2 comments

  • danfunk 220 days ago
    I hold a lot of hope that visual workflow tools like this will help more people use software to solve their own problems. With an LM's assistance a lot more people can create code but they need some kind of organizational structure - a software architecture that "citizen developers" can easily conceptualize. Targeting Data analysts and scientists seems like a good idea.

    I admire the openness of the platform you are creating. I appreciate your blog post's note that current SaaS, cloud native, multi-tenant systems don't permit the kind of flexibility you need. There is substantial depth here - you have been working on this a while. Secrets for api calls, a repository for sharing solutions. I'd try it if it ran on Linux.

    My company is working on a similar project, and I have mad respect for your efforts and how far you have come.

    • monica-guli 220 days ago
      Really appreciate your thoughtful comment — it means a lot, especially coming from someone clearly thinking deeply about the space.

      We share your hope: with the help of LMs, more people are able to write code, but they still need structure — something in between scripting and architecture. Our goal is to make that structure accessible, visual, and developer-friendly. Targeting data analysts and scientists is definitely something we're thinking about.

      Glad you also picked up on our local-first direction — that was one of the core motivations behind OOMOL. We were frustrated by the limits of cloud-native SaaS: hard to customize, hard to self-host, and hard to mix real code into the flow. We wanted something that feels more like building actual software — but still composable.

      At the moment, OOMOL runs on macOS and Windows. If you’re interested in Linux support or have ideas about your use case, we’d love to chat — we’re always learning from other builders in this space.

      And likewise — mad respect for what you're working on. Would be great to swap ideas sometime.

      Feel free to reach out at support@oomol.com — always happy to connect.

  • zazaulola 221 days ago
    Explain to me what tasks can be solved in the approach with flows? I used Node-Red in some automation processes. I managed to solve only simple problems that are easy to solve without AI. But how do you program in this style? What does the flow style look like, for example, a program to find the shortest solution of a sokoban or game 15?

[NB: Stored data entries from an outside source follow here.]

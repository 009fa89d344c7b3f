//! Scripted players. Each one turns the previous tick's report into the
//! next tick's input, seeing only what a real player would see.

use nightwatch_logic::camera::DoorSide;
use nightwatch_logic::night::{Night, PlayerInput, TickReport, View};

use crate::cli::Policy;

/// Ticks spent on one door camera before flipping to the next.
const DWELL_TICKS: u64 = 20;
/// Monitor cycle: up for `LOOK_TICKS`, then down for the rest.
const CYCLE_TICKS: u64 = 60;
const LOOK_TICKS: u64 = 45;

pub trait Player {
    fn input(&mut self, night: &mut Night, last: Option<&TickReport>) -> PlayerInput;
}

pub fn player(policy: Policy, night: &Night) -> Box<dyn Player> {
    match policy {
        Policy::Idle => Box::new(Idle),
        Policy::DoorsClosed => Box::new(DoorsClosed),
        Policy::Watchful => Box::new(Watchful::new(night)),
    }
}

struct Idle;

impl Player for Idle {
    fn input(&mut self, _night: &mut Night, _last: Option<&TickReport>) -> PlayerInput {
        PlayerInput::default()
    }
}

struct DoorsClosed;

impl Player for DoorsClosed {
    fn input(&mut self, _night: &mut Night, _last: Option<&TickReport>) -> PlayerInput {
        PlayerInput {
            left_door_open: false,
            right_door_open: false,
            cams_up: false,
        }
    }
}

struct Watchful {
    doors: Vec<(String, DoorSide)>,
    turn: usize,
    left_closed: bool,
    right_closed: bool,
}

impl Watchful {
    fn new(night: &Night) -> Self {
        let doors = night
            .cameras()
            .iter()
            .filter_map(|(_, cam)| cam.door().map(|side| (cam.name().to_string(), side)))
            .collect();
        Self {
            doors,
            turn: 0,
            left_closed: false,
            right_closed: false,
        }
    }

    fn set_closed(&mut self, side: DoorSide, closed: bool) {
        match side {
            DoorSide::Left => self.left_closed = closed,
            DoorSide::Right => self.right_closed = closed,
        }
    }
}

impl Player for Watchful {
    fn input(&mut self, night: &mut Night, last: Option<&TickReport>) -> PlayerInput {
        if let Some(View::CameraFeed {
            camera,
            overlays,
            cams_up: true,
            ..
        }) = last.map(|r| &r.view)
        {
            let side = self
                .doors
                .iter()
                .find(|(name, _)| name == camera)
                .map(|(_, side)| *side);
            if let Some(side) = side {
                self.set_closed(side, !overlays.is_empty());
            }
        }

        let tick = night.tick_count();
        let cams_up = tick % CYCLE_TICKS < LOOK_TICKS;
        if cams_up && tick % DWELL_TICKS == 0 && !self.doors.is_empty() {
            let (name, _) = &self.doors[self.turn % self.doors.len()];
            self.turn += 1;
            if let Err(err) = night.select_camera(name) {
                log::debug!("watchful player could not switch to {name}: {err}");
            }
        }

        PlayerInput {
            left_door_open: !self.left_closed,
            right_door_open: !self.right_closed,
            cams_up,
        }
    }
}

    PS. Usually, when I need to make all photos in the folder black and white, I use imagemagick.

    • monica-guli 221 days ago
      Great question — and I completely agree with your experience. Most flow-based tools like Node-RED or n8n are great for simple, event-driven tasks — but once you try to model anything non-trivial, like search algorithms or puzzle solving, they tend to fall short.

      OOMOL takes a different approach.

      Each node is a fully programmable unit — you write full Python or Node.js code, import pip/npm libraries, manage state, and do whatever logic you want. The flow just connects these pieces in a modular way.

      So when it comes to problems like solving Sokoban or the 15 puzzle, it’s not about drawing a visual BFS graph — instead, you might structure it like:

      - One node to define the state structure - One node to generate next states - One node to manage a queue (e.g. in memory or Redis) - One node to evaluate whether the goal is reached - And inside the node code: your BFS or A* logic

      In this sense, OOMOL doesn’t force you to express logic visually — the *code is the logic*, and the *flow is how you organize and compose that logic across tasks*. Think of it as “wiring together programmable building blocks” rather than trying to drag-and-drop logic trees.

      That said, you raise an important point: *for many simple tasks — like batch processing images using ImageMagick — scripts or shell commands are 100% the right tool.* OOMOL isn't trying to replace that.

      Where OOMOL helps is when: - You have multiple steps to coordinate (e.g. conditionally processing based on metadata) - You need to integrate with APIs, databases, or cloud storage - You want to track, retry, or debug failed tasks - You’re composing reusable automation pipelines that grow in complexity over time

      In short: > *Not every task needs a workflow engine — but once you start composing real logic across systems, code + flow gives you both power and structure.*

      We’re still early and figuring out how to best serve developers like you — really appreciate you pushing on this distinction. Would love to hear what types of things you’ve tried to automate, and where tools like Node-RED started to fall short.